§ WHAT YOU WILL DO
Please restate the following records word for word.

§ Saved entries
__________
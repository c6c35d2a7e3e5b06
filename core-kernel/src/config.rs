use anyhow::Result;
use serde::Deserialize;

#[derive(Debug, Deserialize, Clone)]
pub struct Config {
    pub server_address: String,
    pub database_url: String,
    pub redis_url: String,
    pub rabbitmq_url: String,
    pub jwt_secret: String,
    pub supabase_url: Option<String>,
    pub supabase_anon_key: Option<String>,
    pub supabase_service_role_key: Option<String>,
}

impl Config {
    pub fn from_env() -> Result<Self> {
        // Check if Supabase configuration is provided
        let supabase_url = std::env::var("SUPABASE_URL").ok();
        let supabase_anon_key = std::env::var("SUPABASE_ANON_KEY").ok();
        let supabase_service_role_key = std::env::var("SUPABASE_SERVICE_ROLE_KEY").ok();
        
        // Build database URL - prefer explicit DATABASE_URL, fall back to Supabase, then local
        let database_url = if let Ok(explicit_url) = std::env::var("DATABASE_URL") {
            explicit_url
        } else if let Some(ref supabase_url) = supabase_url {
            // Convert Supabase URL to PostgreSQL connection string
            // Supabase provides the database URL in the project settings
            supabase_url.clone()
        } else {
            "postgresql://localhost/judicia".to_string()
        };
        
        let redis_url = std::env::var("REDIS_URL")
            .unwrap_or_else(|_| "redis://localhost:6379".to_string());
        
        let rabbitmq_url = std::env::var("RABBITMQ_URL")
            .unwrap_or_else(|_| "amqp://localhost:5672".to_string());
        
        let jwt_secret = std::env::var("JWT_SECRET")
            .unwrap_or_else(|_| "your-secret-key-change-in-production".to_string());
        
        let server_address = std::env::var("SERVER_ADDRESS")
            .unwrap_or_else(|_| "0.0.0.0:5000".to_string());

        Ok(Config {
            server_address,
            database_url,
            redis_url,
            rabbitmq_url,
            jwt_secret,
            supabase_url,
            supabase_anon_key,
            supabase_service_role_key,
        })
    }
    
    /// Check if Supabase configuration is available
    pub fn is_supabase_enabled(&self) -> bool {
        self.supabase_url.is_some() && self.supabase_service_role_key.is_some()
    }
    
    /// Get the Supabase REST API URL
    pub fn supabase_rest_url(&self) -> Option<String> {
        self.supabase_url.as_ref().map(|url| format!("{}/rest/v1", url))
    }
    
    /// Get the Supabase Auth URL
    pub fn supabase_auth_url(&self) -> Option<String> {
        self.supabase_url.as_ref().map(|url| format!("{}/auth/v1", url))
    }
}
__________
§ TASK RESPONSE
repository c6c35d2a7e3e5b06
filename core-kernel/src/config.rs
use anyhow::Result;
use serde::Deserialize;

#[derive(Debug, Deserialize, Clone)]
pub struct Config {
    pub server_address: String,
    pub database_url: String,
    pub redis_url: String,
    pub rabbitmq_url: String,
    pub jwt_secret: String,
    pub supabase_url: Option<String>,
    pub supabase_anon_key: Option<String>,
    pub supabase_service_role_key: Option<String>,
}

impl Config {
    pub fn from_env() -> Result<Self> {
        // Check if Supabase configuration is provided
        let supabase_url = std::env::var("SUPABASE_URL").ok();
        let supabase_anon_key = std::env::var("SUPABASE_ANON_KEY").ok();
        let supabase_service_role_key = std::env::var("SUPABASE_SERVICE_ROLE_KEY").ok();
        
        // Build database URL - prefer explicit DATABASE_URL, fall back to Supabase, then local
        let database_url = if let Ok(explicit_url) = std::env::var("DATABASE_URL") {
            explicit_url
        } else if let Some(ref supabase_url) = supabase_url {
            // Convert Supabase URL to PostgreSQL connection string
            // Supabase provides the database URL in the project settings
            supabase_url.clone()
        } else {
            "postgresql://localhost/judicia".to_string()
        };
        
        let redis_url = std::env::var("REDIS_URL")
            .unwrap_or_else(|_| "redis://localhost:6379".to_string());
        
        let rabbitmq_url = std::env::var("RABBITMQ_URL")
            .unwrap_or_else(|_| "amqp://localhost:5672".to_string());
        
        let jwt_secret = std::env::var("JWT_SECRET")
            .unwrap_or_else(|_| "your-secret-key-change-in-production".to_string());
        
        let server_address = std::env::var("SERVER_ADDRESS")
            .unwrap_or_else(|_| "0.0.0.0:5000".to_string());

        Ok(Config {
            server_address,
            database_url,
            redis_url,
            rabbitmq_url,
            jwt_secret,
            supabase_url,
            supabase_anon_key,
            supabase_service_role_key,
        })
    }
    
    /// Check if Supabase configuration is available
    pub fn is_supabase_enabled(&self) -> bool {
        self.supabase_url.is_some() && self.supabase_service_role_key.is_some()
    }
    
    /// Get the Supabase REST API URL
    pub fn supabase_rest_url(&self) -> Option<String> {
        self.supabase_url.as_ref().map(|url| format!("{}/rest/v1", url))
    }
    
    /// Get the Supabase Auth URL
    pub fn supabase_auth_url(&self) -> Option<String> {
        self.supabase_url.as_ref().map(|url| format!("{}/auth/v1", url))
    }
}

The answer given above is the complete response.